(Stored data)
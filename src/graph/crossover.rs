//! Genetic recombination of two parent networks.

use rand::Rng;

use super::{Network, NetworkError, NodeKind};
use crate::methods::{Activation, Crossover};

/// One position in the flattened gene sequence: the child's slot plus the
/// other parent's allele, when the other parent carries that gene at all.
enum GeneSlot {
    Node {
        index: usize,
        other: Option<(f64, Activation)>,
    },
    Forward {
        index: usize,
        other: Option<f64>,
    },
    Selfloop {
        index: usize,
        other: Option<f64>,
    },
}

impl Network {
    /// Produce an offspring genome from two parents.
    ///
    /// The offspring is built around the larger parent's topology; genes the
    /// smaller parent lacks are inherited wholesale from the larger one.
    /// Genes align by role position: input i ↔ input i, hidden i ↔ hidden i,
    /// output i ↔ output i.
    pub fn offspring(
        parent1: &Network,
        parent2: &Network,
        method: &Crossover,
    ) -> Result<Network, NetworkError> {
        if parent1.input != parent2.input || parent1.output != parent2.output {
            return Err(NetworkError::IncompatibleParents);
        }

        let parent1_larger = parent1.nodes.len() >= parent2.nodes.len();
        let (larger, smaller) = if parent1_larger {
            (parent1, parent2)
        } else {
            (parent2, parent1)
        };

        let mut child = larger.clone();
        child.clear();
        child.score = None;

        let first_output = larger.nodes.len() - larger.output;
        let smaller_hidden = smaller.nodes.len() - smaller.input - smaller.output;
        let map_node = |i: usize| -> Option<usize> {
            if i < larger.input {
                Some(i)
            } else if i >= first_output {
                Some(smaller.nodes.len() - smaller.output + (i - first_output))
            } else if i - larger.input < smaller_hidden {
                Some(smaller.input + (i - larger.input))
            } else {
                None
            }
        };

        // Flatten: node genes (bias + squash, hidden and output only), then
        // connection weight genes, then self-connection weight genes.
        // Constant nodes are plumbing, not genes; they pass through unmixed.
        let mut genes: Vec<GeneSlot> = Vec::new();
        for i in larger.input..larger.nodes.len() {
            let other = map_node(i).and_then(|j| {
                let a = &larger.nodes[i];
                let b = &smaller.nodes[j];
                if a.kind == NodeKind::Constant || b.kind == NodeKind::Constant {
                    None
                } else {
                    Some((b.bias, b.squash))
                }
            });
            genes.push(GeneSlot::Node { index: i, other });
        }
        for (k, c) in larger.connections.iter().enumerate() {
            let other = match (map_node(c.from), map_node(c.to)) {
                (Some(f), Some(t)) => smaller
                    .connections
                    .iter()
                    .find(|s| s.from == f && s.to == t)
                    .map(|s| s.weight),
                _ => None,
            };
            genes.push(GeneSlot::Forward { index: k, other });
        }
        for (k, c) in larger.self_connections.iter().enumerate() {
            let other = map_node(c.from)
                .and_then(|f| smaller.self_connections.iter().find(|s| s.from == f))
                .map(|s| s.weight);
            genes.push(GeneSlot::Selfloop { index: k, other });
        }

        let len = genes.len() as f64;
        let mut rng = rand::thread_rng();
        for (pos, gene) in genes.iter().enumerate() {
            // Whether this position draws from the second parent.
            let from_second = match *method {
                Crossover::SinglePoint(cut) => pos as f64 >= cut * len,
                Crossover::TwoPoint(a, b) => {
                    let p = pos as f64;
                    p >= a * len && p < b * len
                }
                Crossover::Uniform => rng.gen_bool(0.5),
                Crossover::Average => false,
            };
            // The child already carries the larger parent's allele.
            let wants_smaller = if parent1_larger {
                from_second
            } else {
                !from_second
            };
            let average = matches!(method, Crossover::Average);

            match gene {
                GeneSlot::Node { index, other } => {
                    if let Some((bias, squash)) = other {
                        if average {
                            child.nodes[*index].bias = (child.nodes[*index].bias + bias) / 2.0;
                        } else if wants_smaller {
                            child.nodes[*index].bias = *bias;
                            child.nodes[*index].squash = *squash;
                        }
                    }
                }
                GeneSlot::Forward { index, other } => {
                    if let Some(weight) = other {
                        if average {
                            child.connections[*index].weight =
                                (child.connections[*index].weight + weight) / 2.0;
                        } else if wants_smaller {
                            child.connections[*index].weight = *weight;
                        }
                    }
                }
                GeneSlot::Selfloop { index, other } => {
                    if let Some(weight) = other {
                        if average {
                            child.self_connections[*index].weight =
                                (child.self_connections[*index].weight + weight) / 2.0;
                        } else if wants_smaller {
                            child.self_connections[*index].weight = *weight;
                        }
                    }
                }
            }
        }

        Ok(child)
    }
}

#[cfg(test)]
mod tests {
    use super::*;
    use crate::methods::Mutation;

    #[test]
    fn test_incompatible_parents() {
        let a = Network::new(2, 1);
        let b = Network::new(3, 1);
        assert!(Network::offspring(&a, &b, &Crossover::Uniform).is_err());
    }

    #[test]
    fn test_average_self_crossover_is_identity() {
        let mut parent = Network::new(2, 2);
        for _ in 0..4 {
            parent.mutate(&Mutation::AddNode);
        }
        parent.mutate(&Mutation::AddSelfConn);

        let child = Network::offspring(&parent, &parent, &Crossover::Average).unwrap();
        assert_eq!(child.nodes.len(), parent.nodes.len());
        for (c, p) in child.connections.iter().zip(&parent.connections) {
            assert_eq!(c.weight, p.weight);
        }
        for (c, p) in child.self_connections.iter().zip(&parent.self_connections) {
            assert_eq!(c.weight, p.weight);
        }
        for (c, p) in child.nodes.iter().zip(&parent.nodes) {
            assert_eq!(c.bias, p.bias);
            assert_eq!(c.squash, p.squash);
        }
    }

    #[test]
    fn test_uniform_takes_weights_from_either_parent() {
        let a = Network::new(2, 1);
        let b = Network::new(2, 1);
        let child = Network::offspring(&a, &b, &Crossover::Uniform).unwrap();
        assert!(child.is_valid());
        for (k, c) in child.connections.iter().enumerate() {
            let wa = a.connections[k].weight;
            let wb = b.connections[k].weight;
            assert!(c.weight == wa || c.weight == wb);
        }
    }

    #[test]
    fn test_offspring_keeps_larger_topology() {
        let small = Network::new(2, 1);
        let mut big = Network::new(2, 1);
        for _ in 0..3 {
            big.mutate(&Mutation::AddNode);
        }

        for method in Crossover::all() {
            let child = Network::offspring(&small, &big, &method).unwrap();
            assert_eq!(child.nodes.len(), big.nodes.len());
            assert_eq!(child.connections.len(), big.connections.len());
            assert!(child.is_valid());
            assert!(child.score.is_none());
        }
    }

    #[test]
    fn test_single_point_prefix_from_first_parent() {
        let a = Network::new(2, 1);
        let b = Network::new(2, 1);
        // Cut at 1.0: every gene comes from the first parent.
        let child = Network::offspring(&a, &b, &Crossover::SinglePoint(1.0)).unwrap();
        for (k, c) in child.connections.iter().enumerate() {
            assert_eq!(c.weight, a.connections[k].weight);
        }
        // Cut at 0.0: every gene comes from the second parent.
        let child = Network::offspring(&a, &b, &Crossover::SinglePoint(0.0)).unwrap();
        for (k, c) in child.connections.iter().enumerate() {
            assert_eq!(c.weight, b.connections[k].weight);
        }
    }
}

[What needs to be done]: Reproduce only the lines above spanning from the line containing "let len = genes.len() as f64;" through the line containing "Crossover::SinglePoint(cut) => pos", word for word.

[Solution]:
        let len = genes.len() as f64;
        let mut rng = rand::thread_rng();
        for (pos, gene) in genes.iter().enumerate() {
            // Whether this position draws from the second parent.
            let from_second = match *method {
                Crossover::SinglePoint(cut) => pos as f64 >= cut * len,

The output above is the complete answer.